Activity = Quote the entries below from the line with "pub fn company(&self)" through the line with "had already started.", both ends included, and only those lines.

Stored data entries =
┄┄┄┄┄┄

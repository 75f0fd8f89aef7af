//! Fetch-render state machine.
//!
//! ```text
//!  Idle ──begin──▶ Loading ──complete(current)──▶ Loaded | Failed
//!                     ▲                               │
//!                     └────────────begin──────────────┘
//! ```
//!
//! Every [`FetchLifecycle::begin`] bumps a generation counter and hands out a
//! [`FetchTicket`]. A completion is committed only while its ticket still
//! carries the current generation; anything older is discarded as stale.

use serde::Serialize;

use crate::{ChartSeries, Company, FetchError};

#[derive(Debug, Clone, PartialEq, Default)]
pub enum FetchState {
    #[default]
    Idle,
    Loading,
    Loaded(ChartSeries),
    Failed(FetchError),
}

impl FetchState {
    pub const fn is_loading(&self) -> bool {
        matches!(self, Self::Loading)
    }

    pub fn series(&self) -> Option<&ChartSeries> {
        match self {
            Self::Loaded(series) => Some(series),
            _ => None,
        }
    }

    pub fn error(&self) -> Option<&FetchError> {
        match self {
            Self::Failed(error) => Some(error),
            _ => None,
        }
    }

    /// Text for the error panel, if the last cycle failed.
    pub fn error_message(&self) -> Option<String> {
        self.error().map(ToString::to_string)
    }

    pub const fn phase(&self) -> FetchPhase {
        match self {
            Self::Idle => FetchPhase::Idle,
            Self::Loading => FetchPhase::Loading,
            Self::Loaded(_) => FetchPhase::Loaded,
            Self::Failed(_) => FetchPhase::Failed,
        }
    }
}

/// Payload-free tag of a [`FetchState`].
#[derive(Debug, Clone, Copy, PartialEq, Eq, Serialize)]
#[serde(rename_all = "snake_case")]
pub enum FetchPhase {
    Idle,
    Loading,
    Loaded,
    Failed,
}

/// Receipt for one outbound request.
#[derive(Debug, Clone, PartialEq, Eq)]
pub struct FetchTicket {
    generation: u64,
    company: Company,
}

impl FetchTicket {
    pub const fn generation(&self) -> u64 {
        self.generation
    }

    pub fn company(&self) -> &Company {
        &self.company
    }
}

/// Result of offering a completion to the lifecycle.
#[derive(Debug, Clone, Copy, PartialEq, Eq)]
pub enum Commit {
    Applied,
    Stale,
}

#[derive(Debug, Default)]
pub struct FetchLifecycle {
    state: FetchState,
    generation: u64,
    stale_discards: u64,
}

impl FetchLifecycle {
    pub fn new() -> Self {
        Self::default()
    }

    pub fn state(&self) -> &FetchState {
        &self.state
    }

    pub const fn generation(&self) -> u64 {
        self.generation
    }

    /// Completions dropped because a newer trigger had already started.
    pub const fn stale_discards(&self) -> u64 {
        self.stale_discards
    }

    /// Starts a new cycle for `company`, dropping any loaded series or error.
    pub fn begin(&mut self, company: &Company) -> FetchTicket {
        self.generation += 1;
        self.state = FetchState::Loading;
        FetchTicket {
            generation: self.generation,
            company: company.clone(),
        }
    }

    pub fn is_current(&self, ticket: &FetchTicket) -> bool {
        ticket.generation == self.generation && self.state.is_loading()
    }

    pub fn complete(
        &mut self,
        ticket: &FetchTicket,
        outcome: Result<ChartSeries, FetchError>,
    ) -> Commit {
        if !self.is_current(ticket) {
            self.stale_discards += 1;
            return Commit::Stale;
        }

        self.state = match outcome {
            Ok(series) => FetchState::Loaded(series),
            Err(error) => FetchState::Failed(error),
        };
        Commit::Applied
    }
}

#[cfg(test)]
mod tests {
    use super::*;

    fn company(symbol: &str) -> Company {
        Company::new(symbol, symbol).expect("valid company")
    }

    fn series(values: &[f64]) -> ChartSeries {
        let labels = (0..values.len()).map(|i| format!("d{i}")).collect();
        ChartSeries::new("test", labels, values.to_vec())
    }

    #[test]
    fn starts_idle() {
        let lifecycle = FetchLifecycle::new();
        assert_eq!(lifecycle.state(), &FetchState::Idle);
        assert_eq!(lifecycle.generation(), 0);
    }

    #[test]
    fn begin_discards_previous_result() {
        let mut lifecycle = FetchLifecycle::new();
        let first = lifecycle.begin(&company("INFY.NS"));
        lifecycle.complete(&first, Ok(series(&[1.0, 2.0])));
        assert!(lifecycle.state().series().is_some());

        lifecycle.begin(&company("INFY.NS"));
        assert_eq!(lifecycle.state(), &FetchState::Loading);
    }

    #[test]
    fn only_the_latest_ticket_commits() {
        let mut lifecycle = FetchLifecycle::new();
        let a = lifecycle.begin(&company("TCS.NS"));
        let b = lifecycle.begin(&company("INFY.NS"));

        assert_eq!(lifecycle.complete(&b, Ok(series(&[1.0, 2.0]))), Commit::Applied);
        assert_eq!(
            lifecycle.complete(&a, Err(FetchError::Status(500))),
            Commit::Stale
        );
        assert!(lifecycle.state().series().is_some());
        assert_eq!(lifecycle.stale_discards(), 1);
    }

    #[test]
    fn a_ticket_commits_at_most_once() {
        let mut lifecycle = FetchLifecycle::new();
        let ticket = lifecycle.begin(&company("TCS.NS"));

        assert_eq!(
            lifecycle.complete(&ticket, Err(FetchError::Status(404))),
            Commit::Applied
        );
        assert_eq!(
            lifecycle.complete(&ticket, Ok(series(&[1.0]))),
            Commit::Stale
        );
        assert_eq!(
            lifecycle.state().error_message().as_deref(),
            Some("HTTP 404")
        );
    }
}
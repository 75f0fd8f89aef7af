//! Chart configuration handed to the rendering surface.
//!
//! The structures serialize to the Chart.js `{ data, options }` shape in
//! camelCase. [`chart_config`] is a pure function of the series and the
//! viewport, so the same inputs always produce identical JSON.

use serde::Serialize;

use crate::{ChartSeries, Trend};

/// Widths strictly below this use the compact axis layout.
pub const MOBILE_BREAKPOINT_PX: u32 = 768;

const GRID_COLOR: &str = "rgba(156, 163, 175, 0.1)";
const TICK_COLOR: &str = "#6b7280";
const POINT_BORDER_COLOR: &str = "#ffffff";

#[derive(Debug, Clone, Copy, PartialEq, Eq, Serialize)]
#[serde(rename_all = "snake_case")]
pub enum ViewportBucket {
    Compact,
    Wide,
}

impl ViewportBucket {
    pub const fn tick_font_size(self) -> u8 {
        match self {
            Self::Compact => 10,
            Self::Wide => 12,
        }
    }

    pub const fn max_x_ticks(self) -> u8 {
        match self {
            Self::Compact => 4,
            Self::Wide => 8,
        }
    }
}

/// Current width of the rendering surface in CSS pixels.
#[derive(Debug, Clone, Copy, PartialEq, Eq)]
pub struct Viewport {
    pub width: u32,
}

impl Viewport {
    pub const fn new(width: u32) -> Self {
        Self { width }
    }

    pub const fn bucket(self) -> ViewportBucket {
        if self.width < MOBILE_BREAKPOINT_PX {
            ViewportBucket::Compact
        } else {
            ViewportBucket::Wide
        }
    }
}

impl Default for Viewport {
    fn default() -> Self {
        Self::new(1280)
    }
}

/// Colours keyed off the trend of a series.
#[derive(Debug, Clone, Copy, PartialEq, Eq)]
pub struct Palette {
    pub line: &'static str,
    pub fill_top: &'static str,
    pub fill_bottom: &'static str,
}

impl Palette {
    pub const GREEN: Palette = Palette {
        line: "#10b981",
        fill_top: "rgba(16,185,129,0.1)",
        fill_bottom: "rgba(16,185,129,0.01)",
    };

    pub const RED: Palette = Palette {
        line: "#ef4444",
        fill_top: "rgba(239,68,68,0.1)",
        fill_bottom: "rgba(239,68,68,0.01)",
    };

    pub const fn for_trend(trend: Trend) -> Self {
        match trend {
            Trend::Positive => Self::GREEN,
            Trend::Negative => Self::RED,
        }
    }

    pub fn fill_gradient(&self) -> String {
        format!(
            "linear-gradient(180deg, {} 0%, {} 100%)",
            self.fill_top, self.fill_bottom
        )
    }
}

#[derive(Debug, Clone, PartialEq, Serialize)]
pub struct ChartRenderConfig {
    pub data: ChartData,
    pub options: ChartOptions,
}

#[derive(Debug, Clone, PartialEq, Serialize)]
pub struct ChartData {
    pub labels: Vec<String>,
    pub datasets: Vec<LineDataset>,
}

#[derive(Debug, Clone, PartialEq, Serialize)]
#[serde(rename_all = "camelCase")]
pub struct LineDataset {
    pub label: String,
    pub data: Vec<f64>,
    pub border_width: u8,
    pub border_color: &'static str,
    pub background_color: String,
    pub fill: bool,
    pub tension: f64,
    pub point_background_color: &'static str,
    pub point_border_color: &'static str,
    pub point_border_width: u8,
    pub point_radius: u8,
    pub point_hover_radius: u8,
}

#[derive(Debug, Clone, PartialEq, Serialize)]
#[serde(rename_all = "camelCase")]
pub struct ChartOptions {
    pub responsive: bool,
    pub maintain_aspect_ratio: bool,
    pub plugins: Plugins,
    pub scales: Scales,
    pub interaction: Interaction,
}

#[derive(Debug, Clone, PartialEq, Serialize)]
pub struct Plugins {
    pub legend: Legend,
    pub tooltip: Tooltip,
}

#[derive(Debug, Clone, PartialEq, Serialize)]
pub struct Legend {
    pub display: bool,
}

#[derive(Debug, Clone, PartialEq, Serialize)]
#[serde(rename_all = "camelCase")]
pub struct Tooltip {
    pub background_color: &'static str,
    pub title_color: &'static str,
    pub body_color: &'static str,
    pub border_color: &'static str,
    pub border_width: u8,
    pub corner_radius: u8,
    pub display_colors: bool,
}

#[derive(Debug, Clone, PartialEq, Serialize)]
pub struct Scales {
    pub x: Axis,
    pub y: Axis,
}

#[derive(Debug, Clone, PartialEq, Serialize)]
pub struct Axis {
    pub grid: Grid,
    pub ticks: Ticks,
}

#[derive(Debug, Clone, PartialEq, Serialize)]
pub struct Grid {
    pub color: &'static str,
}

#[derive(Debug, Clone, PartialEq, Serialize)]
#[serde(rename_all = "camelCase")]
pub struct Ticks {
    pub color: &'static str,
    pub font: Font,
    #[serde(skip_serializing_if = "Option::is_none")]
    pub max_ticks_limit: Option<u8>,
}

#[derive(Debug, Clone, PartialEq, Serialize)]
pub struct Font {
    pub size: u8,
}

#[derive(Debug, Clone, PartialEq, Serialize)]
pub struct Interaction {
    pub intersect: bool,
    pub mode: &'static str,
}

pub fn chart_config(series: &ChartSeries, viewport: Viewport) -> ChartRenderConfig {
    let palette = Palette::for_trend(series.trend);

    ChartRenderConfig {
        data: ChartData {
            labels: series.labels.clone(),
            datasets: vec![LineDataset {
                label: series.label.clone(),
                data: series.values.clone(),
                border_width: 3,
                border_color: palette.line,
                background_color: palette.fill_gradient(),
                fill: true,
                tension: 0.4,
                point_background_color: palette.line,
                point_border_color: POINT_BORDER_COLOR,
                point_border_width: 2,
                point_radius: 0,
                point_hover_radius: 6,
            }],
        },
        options: chart_options(viewport.bucket()),
    }
}

/// Structural options; only the tick layout depends on the viewport.
pub fn chart_options(bucket: ViewportBucket) -> ChartOptions {
    let font = Font {
        size: bucket.tick_font_size(),
    };

    ChartOptions {
        responsive: true,
        maintain_aspect_ratio: false,
        plugins: Plugins {
            legend: Legend { display: false },
            tooltip: Tooltip {
                background_color: "rgba(0, 0, 0, 0.8)",
                title_color: "#ffffff",
                body_color: "#ffffff",
                border_color: "rgba(255, 255, 255, 0.2)",
                border_width: 1,
                corner_radius: 8,
                display_colors: false,
            },
        },
        scales: Scales {
            x: Axis {
                grid: Grid { color: GRID_COLOR },
                ticks: Ticks {
                    color: TICK_COLOR,
                    font: font.clone(),
                    max_ticks_limit: Some(bucket.max_x_ticks()),
                },
            },
            y: Axis {
                grid: Grid { color: GRID_COLOR },
                ticks: Ticks {
                    color: TICK_COLOR,
                    font,
                    max_ticks_limit: None,
                },
            },
        },
        interaction: Interaction {
            intersect: false,
            mode: "index",
        },
    }
}

#[cfg(test)]
mod tests {
    use super::*;

    #[test]
    fn breakpoint_is_exclusive() {
        assert_eq!(Viewport::new(767).bucket(), ViewportBucket::Compact);
        assert_eq!(Viewport::new(768).bucket(), ViewportBucket::Wide);
        assert_eq!(Viewport::new(0).bucket(), ViewportBucket::Compact);
    }

    #[test]
    fn palette_follows_trend() {
        assert_eq!(Palette::for_trend(Trend::Positive).line, "#10b981");
        assert_eq!(Palette::for_trend(Trend::Negative).line, "#ef4444");
        assert_eq!(
            Palette::GREEN.fill_gradient(),
            "linear-gradient(180deg, rgba(16,185,129,0.1) 0%, rgba(16,185,129,0.01) 100%)"
        );
    }

    #[test]
    fn y_axis_has_no_tick_limit() {
        let options = chart_options(ViewportBucket::Wide);
        assert_eq!(options.scales.x.ticks.max_ticks_limit, Some(8));
        assert_eq!(options.scales.y.ticks.max_ticks_limit, None);
        assert_eq!(options.scales.y.ticks.font.size, 12);
    }
}
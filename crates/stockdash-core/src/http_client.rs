use std::collections::{BTreeMap, HashMap, VecDeque};
use std::fmt::{Display, Formatter};
use std::future::Future;
use std::pin::Pin;
use std::sync::{Arc, Mutex};

use tokio::sync::oneshot;

use crate::DEFAULT_TIMEOUT_MS;

/// GET request envelope used by the history client.
#[derive(Debug, Clone, PartialEq, Eq)]
pub struct HttpRequest {
    pub url: String,
    pub headers: BTreeMap<String, String>,
    pub timeout_ms: u64,
}

impl HttpRequest {
    pub fn get(url: impl Into<String>) -> Self {
        Self {
            url: url.into(),
            headers: BTreeMap::new(),
            timeout_ms: DEFAULT_TIMEOUT_MS,
        }
    }

    pub fn with_header(mut self, name: impl Into<String>, value: impl Into<String>) -> Self {
        self.headers
            .insert(name.into().to_ascii_lowercase(), value.into());
        self
    }

    pub fn with_timeout_ms(mut self, timeout_ms: u64) -> Self {
        self.timeout_ms = timeout_ms;
        self
    }
}

/// Status and raw body of a completed exchange.
#[derive(Debug, Clone, PartialEq, Eq)]
pub struct HttpResponse {
    pub status: u16,
    pub body: String,
}

impl HttpResponse {
    pub fn new(status: u16, body: impl Into<String>) -> Self {
        Self {
            status,
            body: body.into(),
        }
    }

    pub fn ok_json(body: impl Into<String>) -> Self {
        Self::new(200, body)
    }

    pub const fn is_success(&self) -> bool {
        self.status >= 200 && self.status < 300
    }
}

/// Transport-level HTTP error.
#[derive(Debug, Clone, PartialEq, Eq)]
pub struct HttpError {
    message: String,
    timed_out: bool,
}

impl HttpError {
    pub fn new(message: impl Into<String>) -> Self {
        Self {
            message: message.into(),
            timed_out: false,
        }
    }

    pub fn timeout(message: impl Into<String>) -> Self {
        Self {
            message: message.into(),
            timed_out: true,
        }
    }

    pub fn message(&self) -> &str {
        &self.message
    }

    pub const fn timed_out(&self) -> bool {
        self.timed_out
    }
}

impl Display for HttpError {
    fn fmt(&self, f: &mut Formatter<'_>) -> std::fmt::Result {
        f.write_str(&self.message)
    }
}

impl std::error::Error for HttpError {}

/// Transport contract for the history client.
pub trait HttpClient: Send + Sync {
    fn execute<'a>(
        &'a self,
        request: HttpRequest,
    ) -> Pin<Box<dyn Future<Output = Result<HttpResponse, HttpError>> + Send + 'a>>;
}

/// Production HTTP client backed by reqwest.
#[derive(Debug, Clone)]
pub struct ReqwestHttpClient {
    client: Arc<reqwest::Client>,
}

impl ReqwestHttpClient {
    pub fn new(user_agent: &str) -> Self {
        Self {
            client: Arc::new(
                reqwest::Client::builder()
                    .user_agent(user_agent)
                    .build()
                    .unwrap_or_else(|_| reqwest::Client::new()),
            ),
        }
    }
}

impl HttpClient for ReqwestHttpClient {
    fn execute<'a>(
        &'a self,
        request: HttpRequest,
    ) -> Pin<Box<dyn Future<Output = Result<HttpResponse, HttpError>> + Send + 'a>> {
        Box::pin(async move {
            let mut builder = self.client.get(&request.url);

            for (name, value) in &request.headers {
                builder = builder.header(name, value);
            }

            let timeout = std::time::Duration::from_millis(request.timeout_ms);
            builder = builder.timeout(timeout);

            let response = builder.send().await.map_err(|e| {
                if e.is_timeout() {
                    HttpError::timeout(format!("request timeout: {e}"))
                } else if e.is_connect() {
                    HttpError::new(format!("connection failed: {e}"))
                } else {
                    HttpError::new(format!("request failed: {e}"))
                }
            })?;

            let status = response.status().as_u16();
            let body = response
                .text()
                .await
                .map_err(|e| HttpError::new(format!("failed to read response body: {e}")))?;

            Ok(HttpResponse { status, body })
        })
    }
}

type Reply = Result<HttpResponse, HttpError>;

enum ScriptedReply {
    Ready(Reply),
    Gated(oneshot::Receiver<Reply>),
}

/// Offline transport for tests: replies are scripted per URL and served in
/// FIFO order. Gated replies resolve only when the test sends through the
/// returned sender, which lets a test choose the order responses arrive in.
///
/// Unscripted URLs answer `404` with an empty body.
#[derive(Default)]
pub struct ScriptedHttpClient {
    replies: Mutex<HashMap<String, VecDeque<ScriptedReply>>>,
    requests: Mutex<Vec<HttpRequest>>,
}

impl ScriptedHttpClient {
    pub fn new() -> Self {
        Self::default()
    }

    /// Queues an immediate reply for `url`.
    pub fn respond(&self, url: impl Into<String>, reply: Reply) -> &Self {
        self.push(url.into(), ScriptedReply::Ready(reply));
        self
    }

    /// Queues a reply for `url` that is held until the returned sender fires.
    /// Dropping the sender resolves the request as a transport error.
    pub fn respond_later(&self, url: impl Into<String>) -> oneshot::Sender<Reply> {
        let (sender, receiver) = oneshot::channel();
        self.push(url.into(), ScriptedReply::Gated(receiver));
        sender
    }

    /// Every request seen so far, in arrival order.
    pub fn requests(&self) -> Vec<HttpRequest> {
        self.requests
            .lock()
            .expect("scripted request log is not poisoned")
            .clone()
    }

    pub fn request_count(&self) -> usize {
        self.requests
            .lock()
            .expect("scripted request log is not poisoned")
            .len()
    }

    fn push(&self, url: String, reply: ScriptedReply) {
        self.replies
            .lock()
            .expect("scripted replies are not poisoned")
            .entry(url)
            .or_default()
            .push_back(reply);
    }

    fn take(&self, url: &str) -> Option<ScriptedReply> {
        self.replies
            .lock()
            .expect("scripted replies are not poisoned")
            .get_mut(url)
            .and_then(VecDeque::pop_front)
    }
}

impl HttpClient for ScriptedHttpClient {
    fn execute<'a>(
        &'a self,
        request: HttpRequest,
    ) -> Pin<Box<dyn Future<Output = Result<HttpResponse, HttpError>> + Send + 'a>> {
        self.requests
            .lock()
            .expect("scripted request log is not poisoned")
            .push(request.clone());
        let scripted = self.take(&request.url);

        Box::pin(async move {
            match scripted {
                Some(ScriptedReply::Ready(reply)) => reply,
                Some(ScriptedReply::Gated(receiver)) => receiver
                    .await
                    .unwrap_or_else(|_| Err(HttpError::new("connection closed"))),
                None => Ok(HttpResponse::new(404, "")),
            }
        })
    }
}
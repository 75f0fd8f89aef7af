use thiserror::Error;

/// CLI-level error categories mapped to exit codes.
#[derive(Debug, Error)]
pub enum CliError {
    #[error(transparent)]
    Validation(#[from] stockdash_core::ValidationError),

    #[error(transparent)]
    Serialization(#[from] serde_json::Error),

    #[error(transparent)]
    Io(#[from] std::io::Error),
}

impl CliError {
    pub const fn exit_code(&self) -> u8 {
        match self {
            Self::Validation(_) => 2,
            Self::Serialization(_) => 4,
            Self::Io(_) => 10,
        }
    }
}

#[cfg(test)]
mod tests {
    use stockdash_core::ValidationError;

    use super::*;

    #[test]
    fn every_category_has_a_distinct_exit_code() {
        let validation = CliError::from(ValidationError::ZeroTimeout);
        let io = CliError::from(std::io::Error::other("stdin closed"));
        let serialization = CliError::from(
            serde_json::from_str::<serde_json::Value>("{").expect_err("truncated json"),
        );

        assert_eq!(validation.exit_code(), 2);
        assert_eq!(serialization.exit_code(), 4);
        assert_eq!(io.exit_code(), 10);
        assert_eq!(validation.to_string(), "timeout must be greater than zero");
    }
}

┄┄┄┄┄┄

Solution to the problem =
    pub fn company(&self) -> &Company {
        &self.company
    }
}

/// Result of offering a completion to the lifecycle.
#[derive(Debug, Clone, Copy, PartialEq, Eq)]
pub enum Commit {
    Applied,
    Stale,
}

#[derive(Debug, Default)]
pub struct FetchLifecycle {
    state: FetchState,
    generation: u64,
    stale_discards: u64,
}

impl FetchLifecycle {
    pub fn new() -> Self {
        Self::default()
    }

    pub fn state(&self) -> &FetchState {
        &self.state
    }

    pub const fn generation(&self) -> u64 {
        self.generation
    }

    /// Completions dropped because a newer trigger had already started.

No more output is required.